External references: the Reptile Database entry for Bungarus candidus for taxonomy, and the WHO snakebite envenoming hub for international treatment guidelines on krait bites.


Key takeaways
- Context matters more than rules of thumb. Thailand’s snake fauna varies meaningfully by region, by season, and by habitat. Advice that holds in southern wet forest does not always hold in northern hill country or in the central agricultural plains.
- Prevention is high-leverage. Most serious snake-related incidents in Thailand are downstream of three preventable behaviours — reaching where you cannot see, walking forest paths at night without a torch, and attempting to handle or kill snakes rather than call professional removal.
- Hospital access is the real safety net. Thai provincial hospitals stock the standard polyvalent antivenoms. The single biggest predictor of bad outcome from a serious bite is delay in reaching one of those hospitals.
- Citizen-science records help. Even casual photographs with location data, posted to platforms like iNaturalist, contribute to the regional knowledge base. Most Thai snake species have surprisingly thin distribution data; one well-documented sighting can fill a real gap.
Common questions
How likely am I to see a snake on a casual visit to Thailand?
Lower than you probably expect. A casual three-hour daytime forest hike in southern Thailand has roughly a 5–10% chance of producing any snake encounter at all, and roughly a 0.5–1% chance of producing a venomous-species sighting. Visitors who deliberately go looking — at night, in good habitat — see far more, but the casual exposure is genuinely low.
What time of year has the most snake activity?
The wet season (May through October) produces by far the most snake encounters across most of Thailand. Within that, two peaks: the start of the rains (April–June) when males are moving for breeding, and late wet season (September–November) when juvenile cohorts disperse from nest sites. The dry season (December–March) is genuinely quieter for snake-watching, particularly in the north and northeast.
Are Thai snakebite outcomes really that good?

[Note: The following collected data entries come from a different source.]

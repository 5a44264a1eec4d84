//! In-memory [`DocumentStore`] used by tests.
//!
//! Mirrors the engine contract closely enough to exercise the consistency
//! core: a real index catalog (so validator states are reachable), vector
//! search that refuses to run without a usable index, and a creation-call
//! counter so idempotence is observable. Similarity is brute-force cosine.

use std::collections::HashMap;
use std::sync::atomic::{AtomicUsize, Ordering};
use std::sync::RwLock;

use async_trait::async_trait;
use serde_json::Value;

use vecops_core::types::{
    Document, IndexDescriptor, ScoredDocument, VectorIndexDefinition, ViewDefinition,
};
use vecops_core::{Error, Result};

use crate::DocumentStore;

#[derive(Default)]
pub struct MemoryStore {
    collections: RwLock<HashMap<String, Vec<Document>>>,
    indexes: RwLock<HashMap<String, Vec<IndexDescriptor>>>,
    views: RwLock<Vec<ViewDefinition>>,
    index_creations: AtomicUsize,
    view_creations: AtomicUsize,
}

fn cosine_sim(a: &[f32], b: &[f32]) -> f32 {
    if a.len() != b.len() || a.is_empty() {
        return 0.0;
    }
    let dot: f32 = a.iter().zip(b.iter()).map(|(x, y)| x * y).sum();
    let mag_a: f32 = a.iter().map(|x| x * x).sum::<f32>().sqrt();
    let mag_b: f32 = b.iter().map(|x| x * x).sum::<f32>().sqrt();
    if mag_a < f32::EPSILON || mag_b < f32::EPSILON {
        0.0
    } else {
        dot / (mag_a * mag_b)
    }
}

fn vector_from_field(body: &Value, field: &str) -> Option<Vec<f32>> {
    let items = body.get(field)?.as_array()?;
    let mut out = Vec::with_capacity(items.len());
    for item in items {
        out.push(item.as_f64()? as f32);
    }
    Some(out)
}

fn params_dimension(index: &IndexDescriptor) -> Option<usize> {
    let params = index.params.as_ref()?.as_object()?;
    if params.is_empty() {
        return None;
    }
    params.get("dimension")?.as_u64().map(|d| d as usize)
}

impl MemoryStore {
    pub fn new() -> Self {
        Self::default()
    }

    pub fn create_collection(&self, name: &str) {
        self.collections
            .write()
            .expect("collections lock")
            .entry(name.to_string())
            .or_default();
    }

    pub fn insert_document(&self, collection: &str, key: &str, body: Value) {
        self.collections
            .write()
            .expect("collections lock")
            .entry(collection.to_string())
            .or_default()
            .push(Document::new(key, body));
    }

    /// Seed a broken catalog entry: a vector index whose parameter block
    /// is an empty object, as left behind by a flattened creation request.
    pub fn seed_malformed_index(&self, collection: &str, field: &str) {
        self.indexes
            .write()
            .expect("indexes lock")
            .entry(collection.to_string())
            .or_default()
            .push(IndexDescriptor {
                id: format!("{collection}/malformed"),
                kind: "vector".to_string(),
                fields: vec![field.to_string()],
                params: Some(Value::Object(serde_json::Map::new())),
            });
    }

    pub fn document(&self, collection: &str, key: &str) -> Option<Document> {
        self.collections
            .read()
            .expect("collections lock")
            .get(collection)?
            .iter()
            .find(|d| d.key == key)
            .cloned()
    }

    pub fn index_creation_calls(&self) -> usize {
        self.index_creations.load(Ordering::SeqCst)
    }

    pub fn view_creation_calls(&self) -> usize {
        self.view_creations.load(Ordering::SeqCst)
    }
}

#[async_trait]
impl DocumentStore for MemoryStore {
    async fn list_collections(&self) -> Result<Vec<String>> {
        let mut names: Vec<String> = self
            .collections
            .read()
            .expect("collections lock")
            .keys()
            .cloned()
            .collect();
        names.sort();
        Ok(names)
    }

    async fn fetch_documents(&self, collection: &str) -> Result<Vec<Document>> {
        self.collections
            .read()
            .expect("collections lock")
            .get(collection)
            .cloned()
            .ok_or_else(|| Error::NotFound(format!("collection '{collection}'")))
    }

    async fn update_document(&self, collection: &str, key: &str, patch: &Value) -> Result<()> {
        let mut collections = self.collections.write().expect("collections lock");
        let docs = collections
            .get_mut(collection)
            .ok_or_else(|| Error::NotFound(format!("collection '{collection}'")))?;
        let doc = docs
            .iter_mut()
            .find(|d| d.key == key)
            .ok_or_else(|| Error::NotFound(format!("document '{collection}/{key}'")))?;
        let (Some(body), Some(fields)) = (doc.body.as_object_mut(), patch.as_object()) else {
            return Err(Error::Operation("patch must be an object".to_string()));
        };
        for (k, v) in fields {
            body.insert(k.clone(), v.clone());
        }
        Ok(())
    }

    async fn list_indexes(&self, collection: &str) -> Result<Vec<IndexDescriptor>> {
        Ok(self
            .indexes
            .read()
            .expect("indexes lock")
            .get(collection)
            .cloned()
            .unwrap_or_default())
    }

    async fn create_index(
        &self,
        collection: &str,
        definition: &VectorIndexDefinition,
    ) -> Result<()> {
        let n = self.index_creations.fetch_add(1, Ordering::SeqCst);
        self.indexes
            .write()
            .expect("indexes lock")
            .entry(collection.to_string())
            .or_default()
            .push(IndexDescriptor {
                id: format!("{collection}/{n}"),
                kind: definition.kind.clone(),
                fields: definition.fields.clone(),
                params: Some(serde_json::to_value(&definition.params)?),
            });
        Ok(())
    }

    async fn list_views(&self) -> Result<Vec<String>> {
        Ok(self
            .views
            .read()
            .expect("views lock")
            .iter()
            .map(|v| v.name.clone())
            .collect())
    }

    async fn create_view(&self, definition: &ViewDefinition) -> Result<()> {
        self.view_creations.fetch_add(1, Ordering::SeqCst);
        self.views
            .write()
            .expect("views lock")
            .push(definition.clone());
        Ok(())
    }

    async fn vector_search(
        &self,
        collection: &str,
        field: &str,
        query: &[f32],
        limit: usize,
    ) -> Result<Vec<ScoredDocument>> {
        let usable_dim = self
            .list_indexes(collection)
            .await?
            .iter()
            .filter(|ix| ix.is_vector() && ix.covers(field))
            .find_map(params_dimension)
            .ok_or_else(|| Error::IndexMissing {
                collection: collection.to_string(),
                field: field.to_string(),
            })?;
        if usable_dim != query.len() {
            return Err(Error::DimensionMismatch {
                expected: usable_dim,
                actual: query.len(),
            });
        }
        let docs = self.fetch_documents(collection).await?;
        let mut hits: Vec<ScoredDocument> = docs
            .into_iter()
            .filter_map(|doc| {
                let vector = vector_from_field(&doc.body, field)?;
                if vector.len() != query.len() {
                    return None;
                }
                let score = cosine_sim(&vector, query);
                Some(ScoredDocument {
                    document: doc,
                    score,
                })
            })
            .collect();
        hits.sort_by(|a, b| {
            b.score
                .partial_cmp(&a.score)
                .unwrap_or(std::cmp::Ordering::Equal)
        });
        hits.truncate(limit);
        Ok(hits)
    }
}
//! Consistency, provisioning, and probe core.
//!
//! Four pieces layered over [`vecops_store::DocumentStore`]:
//! - [`normalize`]: scan/repair embedding metadata against the canonical
//!   (model, dimension) pair
//! - [`index_repair`]: validate and idempotently repair vector indexes
//! - [`probe`]: approximate-similarity probing with a uniform result
//!   envelope on every path
//! - [`provision`]: the view/connection cache that skips redundant
//!   provisioning across repeated connect calls

#![deny(warnings)]
#![deny(unused_imports)]

pub mod index_repair;
pub mod normalize;
pub mod probe;
pub mod provision;
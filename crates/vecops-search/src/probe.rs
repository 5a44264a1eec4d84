//! Search-capability prober.
//!
//! Probes the native approximate-similarity primitive and always answers
//! with a [`SearchEnvelope`], whatever happened underneath. Collections
//! known to lack a valid index are never queried: the primitive would
//! either error or, worse, return zero rows that read as "no matches".
//!
//! The prober accepts no filter predicates. The engine cannot combine
//! approximate similarity with arbitrary filters in one query stage, so
//! filtered semantic search is two stages by contract: an unfiltered
//! probe over a larger candidate set, then [`apply_post_filter`] over the
//! returned candidates.

use tracing::{debug, warn};

use vecops_core::types::{
    Document, EngineUsed, IndexParams, ProbeError, ProbeErrorKind, ScoredDocument, SearchEnvelope,
};
use vecops_core::{Error, Result};
use vecops_store::DocumentStore;

#[derive(Debug, Clone)]
pub struct ProbeOptions {
    pub min_score: f32,
    pub top_n: usize,
    /// Repair missing/malformed indexes before probing instead of
    /// short-circuiting with an index-unavailable envelope.
    pub auto_repair: bool,
}

impl Default for ProbeOptions {
    fn default() -> Self {
        Self {
            min_score: 0.0,
            top_n: 10,
            auto_repair: false,
        }
    }
}

fn classify(err: &Error) -> ProbeError {
    let kind = match err {
        Error::IndexMissing { .. } | Error::NotFound(_) => ProbeErrorKind::IndexMissing,
        Error::DimensionMismatch { .. } => ProbeErrorKind::DimensionMismatch,
        Error::Connectivity(_) => ProbeErrorKind::Connection,
        _ => ProbeErrorKind::Other,
    };
    ProbeError {
        kind,
        message: err.to_string(),
    }
}

/// Probe `collections` with `query`, merging hits into one envelope.
///
/// Only caller mistakes (empty query, no collections) are `Err`; every
/// engine-side failure comes back inside the envelope.
pub async fn probe(
    store: &dyn DocumentStore,
    collections: &[String],
    field: &str,
    query: &[f32],
    opts: &ProbeOptions,
) -> Result<SearchEnvelope> {
    if query.is_empty() {
        return Err(Error::InvalidConfig("query vector must not be empty".to_string()));
    }
    if collections.is_empty() {
        return Err(Error::InvalidConfig("at least one collection required".to_string()));
    }

    // Pre-check every target before touching the primitive.
    for collection in collections {
        let state = match crate::index_repair::validate(store, collection, field, query.len()).await
        {
            Ok(state) => state,
            Err(e) => return Ok(SearchEnvelope::degraded(EngineUsed::Error(classify(&e)))),
        };
        if state.is_valid() {
            continue;
        }
        if !opts.auto_repair {
            debug!(collection, field, ?state, "index unavailable, short-circuiting probe");
            return Ok(SearchEnvelope::degraded(EngineUsed::IndexUnavailable));
        }
        let params = IndexParams::for_dimension(query.len());
        if let Err(e) = crate::index_repair::repair(store, collection, field, &params).await {
            warn!(collection, field, error = %e, "pre-probe repair failed");
            return Ok(SearchEnvelope::degraded(EngineUsed::Error(classify(&e))));
        }
    }

    let mut hits: Vec<ScoredDocument> = Vec::new();
    for collection in collections {
        match store.vector_search(collection, field, query, opts.top_n).await {
            Ok(batch) => hits.extend(batch),
            Err(e) => {
                warn!(collection, field, error = %e, "approximate search failed");
                return Ok(SearchEnvelope::degraded(EngineUsed::Error(classify(&e))));
            }
        }
    }
    hits.retain(|h| h.score >= opts.min_score);
    hits.sort_by(|a, b| {
        b.score
            .partial_cmp(&a.score)
            .unwrap_or(std::cmp::Ordering::Equal)
    });
    hits.truncate(opts.top_n);
    Ok(SearchEnvelope::native(hits))
}

/// Stage two of filtered semantic search: apply `keep` in memory over the
/// candidates of an earlier unfiltered probe. Order is preserved and
/// `total` recomputed. Degraded envelopes pass through untouched.
pub fn apply_post_filter<F>(envelope: SearchEnvelope, keep: F) -> SearchEnvelope
where
    F: Fn(&Document) -> bool,
{
    if envelope.engine != EngineUsed::NativeApprox {
        return envelope;
    }
    let results: Vec<ScoredDocument> = envelope
        .results
        .into_iter()
        .filter(|hit| keep(&hit.document))
        .collect();
    SearchEnvelope {
        engine: envelope.engine,
        total: results.len(),
        results,
    }
}

/// Convenience predicate: does `field` (a string array on the document
/// body) contain `value`?
pub fn tag_contains(field: &str, value: &str) -> impl Fn(&Document) -> bool {
    let field = field.to_string();
    let value = value.to_string();
    move |doc: &Document| {
        doc.body
            .get(field.as_str())
            .and_then(|v| v.as_array())
            .is_some_and(|tags| tags.iter().any(|t| t.as_str() == Some(value.as_str())))
    }
}

#[cfg(test)]
mod tests {
    use super::*;
    use serde_json::json;

    #[test]
    fn classify_maps_error_taxonomy() {
        let missing = Error::IndexMissing {
            collection: "docs".to_string(),
            field: "embedding".to_string(),
        };
        assert_eq!(classify(&missing).kind, ProbeErrorKind::IndexMissing);
        let dim = Error::DimensionMismatch {
            expected: 4,
            actual: 3,
        };
        assert_eq!(classify(&dim).kind, ProbeErrorKind::DimensionMismatch);
        let conn = Error::Connectivity("refused".to_string());
        assert_eq!(classify(&conn).kind, ProbeErrorKind::Connection);
        let other = Error::Operation("boom".to_string());
        assert_eq!(classify(&other).kind, ProbeErrorKind::Other);
    }

    #[test]
    fn post_filter_leaves_degraded_envelopes_alone() {
        let env = SearchEnvelope::degraded(EngineUsed::IndexUnavailable);
        let out = apply_post_filter(env.clone(), |_| false);
        assert_eq!(out, env);
    }

    #[test]
    fn post_filter_recomputes_total() {
        let env = SearchEnvelope::native(vec![
            ScoredDocument {
                document: Document::new("a", json!({"tags": ["ml"]})),
                score: 0.9,
            },
            ScoredDocument {
                document: Document::new("b", json!({"tags": ["python"]})),
                score: 0.8,
            },
        ]);
        let out = apply_post_filter(env, tag_contains("tags", "python"));
        assert_eq!(out.total, 1);
        assert_eq!(out.results[0].document.key, "b");
    }
}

For patients who reach a hospital within an hour or two of a venomous bite, yes — Thai outcomes are excellent by international standards. Mortality with appropriate antivenom and supportive care runs under 1% for most species. The deaths that do happen are concentrated in cases of significant pre-hospital delay, mis-identification of species, or in patients with serious co-morbidities. The Thai system is robust; the failure modes are mostly upstream of the hospital.
What is the single best preventive measure?
A torch at night. The single biggest reducer of Thai snakebite risk is consistent, eyes-down torch use on every walking path after dark. Most preventable bites in southern Thailand are foot-on-snake events on the ground at night, and a torch beam on the trail at metre-down angle prevents the great majority of them. Closed footwear is the second-biggest improvement; long trousers in dense vegetation is third.